I always WANT to give good gifts, and sometimes I think I do, but then there are just some holidays (ahem... Mother's Day) that just sneak up on me and I feel like my gift ends up falling short.  But not this year!  I actually feel really proud of the gift I will give to my mom this Mother's Day.

It's this Silhouette Tote Bag:


I used my new sewing skills and my old ironing skills to whip up this baby!  I sewed together the scarf (after the lady at the store cut the pieces to the right length and then marked off the diagonal for me, which was nice).  And then I made a little Silhouette of sweet Cooper's chunky little face.  Cooper got to go on the bag since he's the favorite kid anyways.

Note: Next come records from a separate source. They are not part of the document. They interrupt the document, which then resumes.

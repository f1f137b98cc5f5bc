//! Event codec boundary.
//!
//! The replication layer treats event payloads as opaque bytes. Turning an
//! application event into bytes and back belongs to the host, which plugs
//! in an [`EventCodec`]. The one thing the layer needs from a codec is the
//! distinction between "garbage" and "a well-formed event I don't know",
//! because peers running a newer version may publish event types this
//! process has never heard of.
//!
//! [`JsonCodec`] is the reference implementation over `serde_json`.

use std::marker::PhantomData;

use serde::de::DeserializeOwned;
use serde::Serialize;

/// Failure reported by an [`EventCodec`].
#[derive(Debug, Clone, PartialEq, Eq, thiserror::Error)]
pub enum CodecError {
    /// Bytes are not a valid encoding at all.
    #[error("malformed payload: {0}")]
    Malformed(String),

    /// Valid encoding of an event type this process does not know.
    #[error("unknown event type: {0}")]
    UnknownType(String),

    /// The event could not be serialized.
    #[error("encode failed: {0}")]
    Encode(String),
}

impl From<CodecError> for crate::NetEventsError {
    fn from(e: CodecError) -> Self {
        match e {
            CodecError::Malformed(msg) => Self::MalformedFrame(msg),
            CodecError::UnknownType(msg) => Self::UnknownPayload(msg),
            CodecError::Encode(msg) => Self::Encode(msg),
        }
    }
}

/// Serializes application events to payload bytes and back.
pub trait EventCodec<E>: Send + Sync + 'static {
    fn encode(&self, event: &E) -> Result<Vec<u8>, CodecError>;

    fn decode(&self, payload: &[u8]) -> Result<E, CodecError>;
}

/// JSON event codec.
///
/// Serde's data-category errors (unknown variant, wrong shape) map to
/// [`CodecError::UnknownType`]; syntax and EOF errors map to
/// [`CodecError::Malformed`].
pub struct JsonCodec<E> {
    _event: PhantomData<fn() -> E>,
}

impl<E> JsonCodec<E> {
    pub fn new() -> Self {
        Self { _event: PhantomData }
    }
}

impl<E> Default for JsonCodec<E> {
    fn default() -> Self {
        Self::new()
    }
}

impl<E> EventCodec<E> for JsonCodec<E>
where
    E: Serialize + DeserializeOwned + 'static,
{
    fn encode(&self, event: &E) -> Result<Vec<u8>, CodecError> {
        serde_json::to_vec(event).map_err(|e| CodecError::Encode(e.to_string()))
    }

    fn decode(&self, payload: &[u8]) -> Result<E, CodecError> {
        serde_json::from_slice(payload).map_err(|e| match e.classify() {
            serde_json::error::Category::Data => CodecError::UnknownType(e.to_string()),
            _ => CodecError::Malformed(e.to_string()),
        })
    }
}

#[cfg(test)]
mod tests {
    use super::*;
    use serde::Deserialize;
    use std::collections::HashMap;

    #[derive(Debug, PartialEq, Serialize, Deserialize)]
    enum Event {
        Join { player: String },
        Leave { player: String },
    }

    #[test]
    fn test_json_roundtrip() {
        let codec = JsonCodec::<Event>::new();
        let bytes = codec.encode(&Event::Join { player: "zml".into() }).unwrap();
        assert_eq!(codec.decode(&bytes).unwrap(), Event::Join { player: "zml".into() });
    }

    #[test]
    fn test_unknown_variant_is_unknown_type() {
        let codec = JsonCodec::<Event>::new();
        let err = codec.decode(br#"{"Respawn":{"player":"a"}}"#).unwrap_err();
        assert!(matches!(err, CodecError::UnknownType(_)));
    }

    #[test]
    fn test_truncated_is_malformed() {
        let codec = JsonCodec::<Event>::new();
        let err = codec.decode(br#"{"Leave":{"play"#).unwrap_err();
        assert!(matches!(err, CodecError::Malformed(_)));

        let err = codec.decode(b"").unwrap_err();
        assert!(matches!(err, CodecError::Malformed(_)));
    }

    #[test]
    fn test_encode_failure_reported() {
        // Non-string map keys cannot be serialized to JSON
        let codec = JsonCodec::<HashMap<(u8, u8), u8>>::new();
        let mut map = HashMap::new();
        map.insert((1, 2), 3);
        let err = codec.encode(&map).unwrap_err();
        assert!(matches!(err, CodecError::Encode(_)));
    }

    #[test]
    fn test_codec_error_maps_to_crate_error() {
        use crate::NetEventsError;

        let err: NetEventsError = CodecError::UnknownType("Respawn".into()).into();
        assert!(matches!(err, NetEventsError::UnknownPayload(_)));
        let err: NetEventsError = CodecError::Malformed("eof".into()).into();
        assert!(matches!(err, NetEventsError::MalformedFrame(_)));
        let err: NetEventsError = CodecError::Encode("key must be a string".into()).into();
        assert!(matches!(err, NetEventsError::Encode(_)));
    }
}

I was surprised that I was even able to get his lips in the picture, since his cheeks are so fluffy.
Making the bag was EASY!
Here's what you need:
-A canvas tote bag (mine was from Marshall's)
-Fusible web (Wonder Under)
-Fabric for your silhouette

First thing you do is take a picture of your little beauty.  I had to prop up some toys to get him to look up.  You might need to crop/zoom in on your picture once you are viewing it on your computer.  I played around with a few sizes before I got it to a size that I liked.  Then, print out your photo on cardstock.  Next, trace the outline of the cardstock silhouette with a dark pen so that you will be able to see through the transparent fusible web paper.  Next, trace the design onto the fusible web.  The directions for the fusible web might be a little different, but with mine, I ironed it to the wrong side of my fabric.  Lastly, I stuck it to the canvas bag and ironed it on.  SO SIMPLE!  I suppose I could top stitch the design to the bag, but I might mess that up, so it's best to leave it alone :)

And for once, it's a Mother's Day gift that I feel really proud of and really excited to give my incredibly deserving, inspiring, creative, and loving mom!

Sidenote- this Mother's Day is going to be extra special because we are dedicating my precious butterball, Cooper, to the Lord on Sunday.  That makes this Mama's heart VERY happy.